On the other hand, the American media company PSFK called the designs "startling", noting that as street lamps, "they are far from your typical metal and light bulb structures." John Metcalfe of CityLab writes, "Portland residents have had the unexpected pleasure of walking through an alien greenhouse of huge, bizarrely colored carnivorous plants." Art and Architecture refers to them as "amazing structures". The online trend community blog Trend Hunter calls the work "incredibly vibrant" and "visually striking", and says it "gives 'urban jungle' a completely new meaning". The architecture and design weblog Inhabitat calls them "beautiful, quirky and exotically colorful."

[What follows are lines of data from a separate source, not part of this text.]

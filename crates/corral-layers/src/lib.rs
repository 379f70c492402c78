//! Root filesystem assembly for corral containers.
//!
//! This crate turns an ordered stack of image layer archives (plain or
//! gzip-compressed tar) into a single root filesystem directory by physical
//! copy-merge: later layers overwrite earlier ones, and `.wh.` whiteout
//! entries delete paths contributed by lower layers. It also defines the
//! `LayerSource` interface through which the runtime obtains layers for an
//! image reference, with a directory-backed implementation.

pub mod assemble;
pub mod source;

pub use assemble::{assemble, AssemblyReport, Compression, Layer, WHITEOUT_OPAQUE, WHITEOUT_PREFIX};
pub use source::{DirectorySource, ImageLayers, ImageManifest, ImageRef, LayerSource};

use thiserror::Error;

#[derive(Debug, Error)]
pub enum LayerError {
    #[error("layer I/O error: {0}")]
    Io(#[from] std::io::Error),
    #[error("layer {ordinal}: entry path escapes the root filesystem: {path}")]
    UnsafePath { ordinal: u32, path: String },
    #[error("duplicate layer ordinal {0}")]
    DuplicateOrdinal(u32),
    #[error("invalid image reference: {0}")]
    InvalidImageRef(String),
    #[error("image not found: {0}")]
    ImageNotFound(String),
    #[error("invalid image manifest: {0}")]
    Manifest(String),
}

The daily web magazine Designboom says of the statues, "each fiberglass sculpture glows from within at night creating an intriguing and dramatic street presence", "curvaceous shadows animate the sidewalk on sunny days", and the sculptures are "touchable: many people are drawn to the form or surfaces and feel compelled to stroke them as they walk by". Kristi in Arts, a Portland public art blog, noting that, "The goal is for the sculptures to create an inviting pathway leading people from the Pearl District into Old Town" comments, "I wish they had installed about 10 more leading further into Northwest," and then adds, "Not only do they look fantastic, but they are powered by solar and run LED lights. Nice work, Portland."